To iterate over a specified range, we need to position the iterator at the first item in the range, and then keep on iterating until we get to the last one. Since SSTables are broken down into multiple data blocks, I thus needed to find the first block that might contain the searched key. I can do that by iterating over all meta blocks (that summarize the first and last key of each data block) until I find one whose first and last keys are respectively lesser and greater than the searched one.
Here is a visual representation of the process:
FK1 LK1 FKi LKi FKn LKn
+------------------+---------+------------------+---------+------------------+
| Data Block 1 | ... | Data Block i | ... | Data Block n |
+------------------+---------+------------------+---------+------------------+
(FK = first key, LK = last key)
Look at all sets of keys until they contain `start key`:
- FK1 < LK1 < Start key
- FK2 < LK2 < Start key
- ...
- FKi < Start key < LKi
=> The first Data Block to read is Data Block i
Once this starting block is found, we can iterate on this block and on all the following ones until we find a key
greater than the end
boundary.
Within the first data block, we need to position the cursor at the start
key (not at the beginning of the block!).
Thus, I implemented a binary search to find the index of the first key that is equal or above the start
key.
In practice, this implied reading the chunk corresponding to offsets to store them in memory and, at each iteration,
reading the record corresponding to the selected offset to get its key and compare it to the searched one.
I now have a way to run range queries on each SSTable!
That’s a good step, but this is not completely over: executing the scan on the LSM engine requires merging the scans on all memtables and all SSTables.
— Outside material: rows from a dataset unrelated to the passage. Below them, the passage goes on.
//! Atomic check-then-commit transition of a match into "started".

use std::collections::HashSet;

use chrono::Utc;
use ladder_common::WorkerContext;
use sea_orm::sea_query::LockType;
use sea_orm::*;
use tracing::{debug, info, instrument};

use crate::entity::{arena_match, match_participant, match_result};
use crate::error::LadderError;
use crate::state::LadderState;

/// Try to start a match on behalf of a worker.
///
/// Returns the updated match on success, `None` when the candidate cannot be
/// started (already started, trust mismatch, or a data-blob exclusivity
/// hold); the caller silently tries the next candidate. All checks and the
/// commit happen under one exclusive lock on the match row; releasing it
/// before the commit would let two workers pass the availability check and
/// double-book an agent.
#[instrument(skip(state, worker), fields(worker_id = %worker.id))]
pub async fn try_start(
    state: &LadderState,
    match_id: i32,
    worker: &WorkerContext,
) -> Result<Option<arena_match::Model>, LadderError> {
    let txn = state.db.begin().await?;

    let Some(candidate) = arena_match::Entity::find_by_id(match_id)
        .lock(LockType::Update)
        .one(&txn)
        .await?
    else {
        txn.rollback().await?;
        return Ok(None);
    };

    if candidate.started.is_some() {
        txn.rollback().await?;
        return Ok(None);
    }

    let participants = match_participant::Entity::find()
        .filter(match_participant::Column::MatchId.eq(match_id))
        .order_by_asc(match_participant::Column::ParticipantNumber)
        .all(&txn)
        .await?;
    if participants.len() != 2 || participants[0].agent_id == participants[1].agent_id {
        return Err(LadderError::InvariantViolation(format!(
            "match {match_id} does not have two distinct participants"
        )));
    }

    if !worker.trusted {
        let mut requires_trusted = candidate.require_trusted;
        for p in &participants {
            if requires_trusted {
                break;
            }
            if let Some(record) = state.agents.agent(p.agent_id).await? {
                requires_trusted |= record.requires_trusted_worker;
            }
        }
        if requires_trusted {
            debug!(match_id, "untrusted worker refused a trusted-only match");
            txn.rollback().await?;
            return Ok(None);
        }
    }

    for p in &participants {
        // Only participants that will write the blob back contend; read-only
        // and blob-disabled participants run freely in parallel.
        if !(p.use_data && p.update_data) {
            continue;
        }
        if data_blob_held_elsewhere(&txn, p.agent_id, match_id).await? {
            debug!(
                match_id,
                agent_id = p.agent_id,
                "agent data blob held by another running match"
            );
            txn.rollback().await?;
            return Ok(None);
        }
    }

    let now = Utc::now();
    let mut active: arena_match::ActiveModel = candidate.clone().into();
    active.started = Set(Some(now));
    if candidate.first_started.is_none() {
        active.first_started = Set(Some(now));
    }
    active.assigned_worker_id = Set(Some(worker.id));
    let updated = active.update(&txn).await?;

    txn.commit().await?;
    info!(match_id, "match started");
    Ok(Some(updated))
}

/// Whether some other started, result-less match holds `update_data` for the
/// given agent.
async fn data_blob_held_elsewhere<C: ConnectionTrait>(
    txn: &C,
    agent_id: i32,
    match_id: i32,
) -> Result<bool, LadderError> {
    let holder_ids: Vec<i32> = match_participant::Entity::find()
        .filter(match_participant::Column::AgentId.eq(agent_id))
        .filter(match_participant::Column::UpdateData.eq(true))
        .filter(match_participant::Column::MatchId.ne(match_id))
        .select_only()
        .column(match_participant::Column::MatchId)
        .into_tuple()
        .all(txn)
        .await?;
    if holder_ids.is_empty() {
        return Ok(false);
    }

    let running_ids: Vec<i32> = arena_match::Entity::find()
        .filter(arena_match::Column::Id.is_in(holder_ids))
        .filter(arena_match::Column::Started.is_not_null())
        .select_only()
        .column(arena_match::Column::Id)
        .into_tuple()
        .all(txn)
        .await?;
    if running_ids.is_empty() {
        return Ok(false);
    }

    let resulted: HashSet<i32> = match_result::Entity::find()
        .filter(match_result::Column::MatchId.is_in(running_ids.clone()))
        .select_only()
        .column(match_result::Column::MatchId)
        .into_tuple::<i32>()
        .all(txn)
        .await?
        .into_iter()
        .collect();

    Ok(running_ids.iter().any(|id| !resulted.contains(id)))
}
Previously, when I designed my memtables, I had decided to store the records formatted in the same way as they would be in the SSTables. When inserting or reading from a memtable alone, this requires a bit more work because I need to encode and decode my records each time. However, at this stage, this choice became particularly convenient: merging records coming from the memtables and the SSTables requires no extra work since they are already in the same format.